88. Adam Ottavino (36, RP, Red Sox): 2.68 ERA in first half, 6.48 ERA in second half might be a bad sign at his age.
89. Wilmer Flores (30, INF, Giants): Giants could pick up $3.5MM option. Hit .262/.335/.447 in 436 PA.
90. Roberto Perez (33, C, Cleveland): $7MM option likely to be declined after an injury-ruined season (.149/.245/.319 in 161 PA).
91. Carlos Martinez (30, SP, Cardinals): 6.23 ERA in 16 starts prior to thumb surgery. Perhaps still some upside as an RP.
92. Donovan Solano (34, 2B, Giants): From .328/.362/.459 in 2019-20 to .280/.344/.404 last season. Mediocre glove won’t help.
93. Ian Kennedy (37, RP, Phillies): 12 HR but just 20 ER in 2021 produced a 3.20 ERA in 56 IP.
94. Martin Perez (30, SP, Red Sox): 4.74 ERA in 114 IP. Perez can still soak up innings, but it shouldn’t be for a contender.
95. Hansel Robles (31, RP, Red Sox): Finished up strong for Red Sox (3.60 ERA in 25 IP) before shaky postseason.
96. Kevin Pillar (33, OF, Mets): .231/.277/.415 in 347 PA. Might want to exercise $2.9MM player option to stay put.
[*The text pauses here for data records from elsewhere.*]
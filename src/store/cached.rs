//! Read-through caching decorator for any `TaskStore`.
//!
//! Point lookups and the full listing are cached; every write invalidates the
//! keys it affects. `list_by_status` always goes to the inner store so the
//! dispatcher never polls a stale backlog.
//!
//! Writes run on a detached task that invalidates before and after touching
//! the inner store, so a caller that drops or times out the write cannot
//! leave a stale entry behind. A write epoch guards the fill side: a read
//! only populates the cache if no write started or finished while it was
//! reading.

use std::sync::Arc;
use std::time::Duration;

use async_trait::async_trait;
use tokio::sync::Mutex;
use tokio::task::JoinHandle;

use crate::cache::{CacheStatsSnapshot, MemoryCache};
use crate::config::CacheConfig;
use crate::error::DatabaseError;
use crate::store::traits::TaskStore;
use crate::tasks::model::{NewTask, StatusUpdate, Task, TaskStatus};

/// TTL for the full task listing.
pub const TTL_ALL_TASKS: Duration = Duration::from_secs(60);
/// TTL for a single task.
pub const TTL_SINGLE_TASK: Duration = Duration::from_secs(300);

const ALL_TASKS_KEY: &str = "tasks:all";

fn task_key(id: i64) -> String {
    format!("task:{id}")
}

struct Shared<S> {
    inner: S,
    tasks: Arc<MemoryCache<Task>>,
    listings: Arc<MemoryCache<Vec<Task>>>,
    /// Bumped under the lock on every invalidation.
    epoch: Mutex<u64>,
}

impl<S> Shared<S> {
    async fn invalidate(&self, id: Option<i64>) {
        let mut epoch = self.epoch.lock().await;
        *epoch += 1;
        if let Some(id) = id {
            self.tasks.delete(&task_key(id)).await;
        }
        self.listings.delete(ALL_TASKS_KEY).await;
    }

    async fn epoch(&self) -> u64 {
        *self.epoch.lock().await
    }
}

/// `TaskStore` wrapper that caches reads in memory.
pub struct CachedTaskStore<S> {
    shared: Arc<Shared<S>>,
}

impl<S: TaskStore + 'static> CachedTaskStore<S> {
    pub fn new(inner: S, config: CacheConfig) -> Self {
        Self {
            shared: Arc::new(Shared {
                inner,
                tasks: MemoryCache::new(config.clone()),
                listings: MemoryCache::new(config),
                epoch: Mutex::new(0),
            }),
        }
    }

    /// The per-task cache, e.g. to hand to `cache::spawn_sweeper`.
    pub fn task_cache(&self) -> &Arc<MemoryCache<Task>> {
        &self.shared.tasks
    }

    /// The listing cache, e.g. to hand to `cache::spawn_sweeper`.
    pub fn listing_cache(&self) -> &Arc<MemoryCache<Vec<Task>>> {
        &self.shared.listings
    }

    /// Combined hit/miss counters for both caches.
    pub fn stats(&self) -> CacheStatsSnapshot {
        let a = self.shared.tasks.stats();
        let b = self.shared.listings.stats();
        CacheStatsSnapshot {
            hits: a.hits + b.hits,
            misses: a.misses + b.misses,
            sets: a.sets + b.sets,
            deletes: a.deletes + b.deletes,
            expirations: a.expirations + b.expirations,
        }
    }
}

/// Wait for a detached write.
async fn joined<T>(handle: JoinHandle<Result<T, DatabaseError>>) -> Result<T, DatabaseError> {
    handle
        .await
        .map_err(|e| DatabaseError::Query(format!("cached write task failed: {e}")))?
}

#[async_trait]
impl<S: TaskStore + 'static> TaskStore for CachedTaskStore<S> {
    async fn create(&self, task: NewTask) -> Result<Task, DatabaseError> {
        let shared = Arc::clone(&self.shared);
        joined(tokio::spawn(async move {
            shared.invalidate(None).await;
            let result = shared.inner.create(task).await;
            shared.invalidate(None).await;
            result
        }))
        .await
    }

    async fn get(&self, id: i64) -> Result<Option<Task>, DatabaseError> {
        let key = task_key(id);
        if let Some(task) = self.shared.tasks.get(&key).await {
            return Ok(Some(task));
        }
        let seen = self.shared.epoch().await;
        let task = self.shared.inner.get(id).await?;
        if let Some(ref task) = task {
            let epoch = self.shared.epoch.lock().await;
            if *epoch == seen {
                self.shared
                    .tasks
                    .set(key, task.clone(), TTL_SINGLE_TASK)
                    .await;
            }
        }
        Ok(task)
    }

    async fn get_fresh(&self, id: i64) -> Result<Option<Task>, DatabaseError> {
        self.shared.inner.get_fresh(id).await
    }

    async fn list(&self) -> Result<Vec<Task>, DatabaseError> {
        if let Some(tasks) = self.shared.listings.get(ALL_TASKS_KEY).await {
            return Ok(tasks);
        }
        let seen = self.shared.epoch().await;
        let tasks = self.shared.inner.list().await?;
        let epoch = self.shared.epoch.lock().await;
        if *epoch == seen {
            self.shared
                .listings
                .set(ALL_TASKS_KEY, tasks.clone(), TTL_ALL_TASKS)
                .await;
        }
        Ok(tasks)
    }

    async fn list_by_status(&self, status: TaskStatus) -> Result<Vec<Task>, DatabaseError> {
        self.shared.inner.list_by_status(status).await
    }

    async fn update_text(&self, id: i64, text: &str) -> Result<(), DatabaseError> {
        let shared = Arc::clone(&self.shared);
        let text = text.to_owned();
        joined(tokio::spawn(async move {
            shared.invalidate(Some(id)).await;
            let result = shared.inner.update_text(id, &text).await;
            shared.invalidate(Some(id)).await;
            result
        }))
        .await
    }

    async fn update_status(&self, id: i64, update: StatusUpdate) -> Result<(), DatabaseError> {
        let shared = Arc::clone(&self.shared);
        joined(tokio::spawn(async move {
            shared.invalidate(Some(id)).await;
            let result = shared.inner.update_status(id, update).await;
            shared.invalidate(Some(id)).await;
            result
        }))
        .await
    }

    async fn delete(&self, id: i64) -> Result<bool, DatabaseError> {
        let shared = Arc::clone(&self.shared);
        joined(tokio::spawn(async move {
            shared.invalidate(Some(id)).await;
            let result = shared.inner.delete(id).await;
            shared.invalidate(Some(id)).await;
            result
        }))
        .await
    }
}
97. Luis Garcia (35, RP, Cardinals): Forgotten former Phillies reliever sat at 98 mph for Cardinals. 3.24 ERA in 33 IP.
98. David Robertson (36, RP, Rays): Back from Tommy John. Joined Rays in time to give up 7 runs, strike out 16 in 12 IP.
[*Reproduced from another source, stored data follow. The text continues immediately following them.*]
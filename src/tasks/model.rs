//! Task data model — records, lifecycle status, partial updates and events.

use chrono::{DateTime, Utc};
use serde::{Deserialize, Serialize};

/// Lifecycle status of a task.
#[derive(Debug, Clone, Copy, PartialEq, Eq, Hash, Serialize, Deserialize)]
#[serde(rename_all = "snake_case")]
pub enum TaskStatus {
    /// Waiting to be discovered by the dispatcher.
    Pending,
    /// Claimed by a worker.
    Processing,
    /// Work finished.
    Completed,
    /// Dead-lettered after exhausting its claim attempts.
    Failed,
}

impl TaskStatus {
    /// Check if this status allows transitioning to another status.
    ///
    /// `Processing -> Pending` is the staleness reclaim edge; no worker
    /// takes it.
    pub fn can_transition_to(&self, target: TaskStatus) -> bool {
        use TaskStatus::*;

        matches!(
            (self, target),
            (Pending, Processing)
                | (Pending, Failed)
                | (Processing, Completed)
                | (Processing, Pending)
                | (Processing, Failed)
        )
    }

    /// Statuses a task may be in right before moving to `self`.
    pub fn predecessors(&self) -> &'static [TaskStatus] {
        use TaskStatus::*;

        match self {
            Pending => &[Processing],
            Processing => &[Pending],
            Completed => &[Processing],
            Failed => &[Pending, Processing],
        }
    }

    /// Check if this is a terminal status.
    pub fn is_terminal(&self) -> bool {
        matches!(self, Self::Completed | Self::Failed)
    }

    /// Storage representation.
    pub fn as_str(&self) -> &'static str {
        match self {
            Self::Pending => "pending",
            Self::Processing => "processing",
            Self::Completed => "completed",
            Self::Failed => "failed",
        }
    }
}

impl std::fmt::Display for TaskStatus {
    fn fmt(&self, f: &mut std::fmt::Formatter<'_>) -> std::fmt::Result {
        f.write_str(self.as_str())
    }
}

impl std::str::FromStr for TaskStatus {
    type Err = String;

    fn from_str(s: &str) -> Result<Self, Self::Err> {
        match s {
            "pending" => Ok(Self::Pending),
            "processing" => Ok(Self::Processing),
            "completed" => Ok(Self::Completed),
            "failed" => Ok(Self::Failed),
            other => Err(format!("unknown task status: {other}")),
        }
    }
}

/// A single task record.
#[derive(Debug, Clone, PartialEq, Serialize, Deserialize)]
pub struct Task {
    /// Store-assigned identifier.
    pub id: i64,
    /// Free-form description.
    pub text: String,
    /// Lifecycle status.
    pub status: TaskStatus,
    /// When the task was created.
    pub created_at: DateTime<Utc>,
    /// When a worker began processing.
    #[serde(default, skip_serializing_if = "Option::is_none")]
    pub started_at: Option<DateTime<Utc>>,
    /// When a worker finished processing.
    #[serde(default, skip_serializing_if = "Option::is_none")]
    pub ended_at: Option<DateTime<Utc>>,
    /// Owning principal; opaque to the dispatch core.
    pub user_id: String,
    /// Bumped by every status update.
    #[serde(default)]
    pub version: i64,
    /// Number of times a worker has claimed this task.
    #[serde(default)]
    pub attempts: u32,
}

/// Creation payload; the store assigns everything else.
#[derive(Debug, Clone, PartialEq, Eq, Serialize, Deserialize)]
pub struct NewTask {
    pub text: String,
    pub user_id: String,
}

impl NewTask {
    pub fn new(user_id: impl Into<String>, text: impl Into<String>) -> Self {
        Self {
            text: text.into(),
            user_id: user_id.into(),
        }
    }
}

/// Partial status update.
///
/// `None` timestamps leave the stored value untouched; they never clear it.
#[derive(Debug, Clone, Copy, PartialEq, Eq)]
pub struct StatusUpdate {
    pub status: TaskStatus,
    pub started_at: Option<DateTime<Utc>>,
    pub ended_at: Option<DateTime<Utc>>,
    /// When set, the update only applies if the stored version matches.
    pub expected_version: Option<i64>,
}

impl StatusUpdate {
    /// Bare status change with no timestamps.
    pub fn to(status: TaskStatus) -> Self {
        Self {
            status,
            started_at: None,
            ended_at: None,
            expected_version: None,
        }
    }

    /// Claim: `processing`, stamping `started_at`.
    pub fn processing(started_at: DateTime<Utc>) -> Self {
        Self {
            started_at: Some(started_at),
            ..Self::to(TaskStatus::Processing)
        }
    }

    /// Finish: `completed`, stamping `ended_at` and leaving `started_at` alone.
    pub fn completed(ended_at: DateTime<Utc>) -> Self {
        Self {
            ended_at: Some(ended_at),
            ..Self::to(TaskStatus::Completed)
        }
    }

    /// Builder: require the stored version to match.
    pub fn expecting(mut self, version: i64) -> Self {
        self.expected_version = Some(version);
        self
    }
}

/// Event type tag carried by every status event.
pub const TASK_STATUS_CHANGED: &str = "task_status_changed";

/// Notification emitted after a status transition.
#[derive(Debug, Clone, PartialEq, Serialize, Deserialize)]
pub struct TaskStatusEvent {
    #[serde(rename = "type")]
    pub event_type: String,
    pub task_id: i64,
    pub text: String,
    pub status: TaskStatus,
    pub timestamp: DateTime<Utc>,
}

impl TaskStatusEvent {
    /// Event for `task` having just moved to `status`.
    pub fn new(task: &Task, status: TaskStatus, timestamp: DateTime<Utc>) -> Self {
        Self {
            event_type: TASK_STATUS_CHANGED.to_string(),
            task_id: task.id,
            text: task.text.clone(),
            status,
            timestamp,
        }
    }
}

#[cfg(test)]
mod tests {
    use super::*;

    #[test]
    fn forward_transitions_only() {
        use TaskStatus::*;
        assert!(Pending.can_transition_to(Processing));
        assert!(Processing.can_transition_to(Completed));
        assert!(!Completed.can_transition_to(Processing));
        assert!(!Completed.can_transition_to(Pending));
        assert!(!Pending.can_transition_to(Completed));
        assert!(!Failed.can_transition_to(Pending));
    }

    #[test]
    fn predecessors_match_transition_table() {
        use TaskStatus::*;
        for target in [Pending, Processing, Completed, Failed] {
            for from in [Pending, Processing, Completed, Failed] {
                assert_eq!(
                    target.predecessors().contains(&from),
                    from.can_transition_to(target),
                    "{from} -> {target}"
                );
            }
        }
    }

    #[test]
    fn status_round_trips_through_str() {
        for status in [
            TaskStatus::Pending,
            TaskStatus::Processing,
            TaskStatus::Completed,
            TaskStatus::Failed,
        ] {
            assert_eq!(status.as_str().parse::<TaskStatus>().unwrap(), status);
        }
        assert!("stuck".parse::<TaskStatus>().is_err());
    }

    #[test]
    fn completed_update_leaves_started_at_unset() {
        let now = Utc::now();
        let update = StatusUpdate::completed(now).expecting(3);
        assert_eq!(update.status, TaskStatus::Completed);
        assert!(update.started_at.is_none());
        assert_eq!(update.ended_at, Some(now));
        assert_eq!(update.expected_version, Some(3));
    }

    #[test]
    fn event_serializes_with_type_tag() {
        let task = Task {
            id: 7,
            text: "write report".into(),
            status: TaskStatus::Pending,
            created_at: Utc::now(),
            started_at: None,
            ended_at: None,
            user_id: "u1".into(),
            version: 0,
            attempts: 0,
        };
        let event = TaskStatusEvent::new(&task, TaskStatus::Processing, Utc::now());
        let json = serde_json::to_value(&event).unwrap();
        assert_eq!(json["type"], "task_status_changed");
        assert_eq!(json["task_id"], 7);
        assert_eq!(json["status"], "processing");
    }
}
99. Josh Harrison (34, INF-OF, Athletics): Utilityman fell off in Oakland, but still hit .279/.341/.400 in 558 PA overall.
100. Wily Peralta (32, SP, Tigers): Somehow had a 3.12 ERA in 18 starts for Tigers. They’ll presumably want him back.
101. Kole Calhoun (34, OF, Diamondbacks): .235/.297/.373 in 182 PA. $9MM option sure to be declined after injury-filled season.
103. Michael Wacha (30, SP, Rays): Had his moments for Tampa Bay, but the end result was a 5.05 ERA, 121/31 K/BB in 125 IP.
104. Freddy Galvis (32, SS, Phillies): .242/.302/.407 in 394 PA. Still pretty much the same player now as when he used to be overrated.
105. Pierce Johnson (30, RP, Padres): 3.22 ERA in 59 IP. Padres can keep for $3 million or buy out for $1 million.
106. Jose Iglesias (32, SS, Red Sox): Disappointed with Angels before finishing strong in Boston. A capable stopgap at shortstop.
107. Jordan Lyles (31, SP, Rangers): One of only 20 to reach 180 IP last season, but gave up 38 homers, posted 5.15 ERA in process.
108. Andrelton Simmons (32, SS, Twins): Dove off a cliff offensively (.223/.283/.274). Glove is now merely good, rather than superb.
109. Jed Lowrie (37, 2B, Athletics): .245/.318/.398. Probably can’t play infield regularly. Should be big fan of universal DH.
110. Jeurys Familia (32, RP, Mets): Bounced back in strikeout dept., but still inconsistent. 3.94 ERA, 72/27 K/BB in 59 IP.
111. Joe Smith (38, RP, Mariners): MLB’s active leader in appearances had rough start with Astros, 2.00 ERA in 18 IP with Seattle.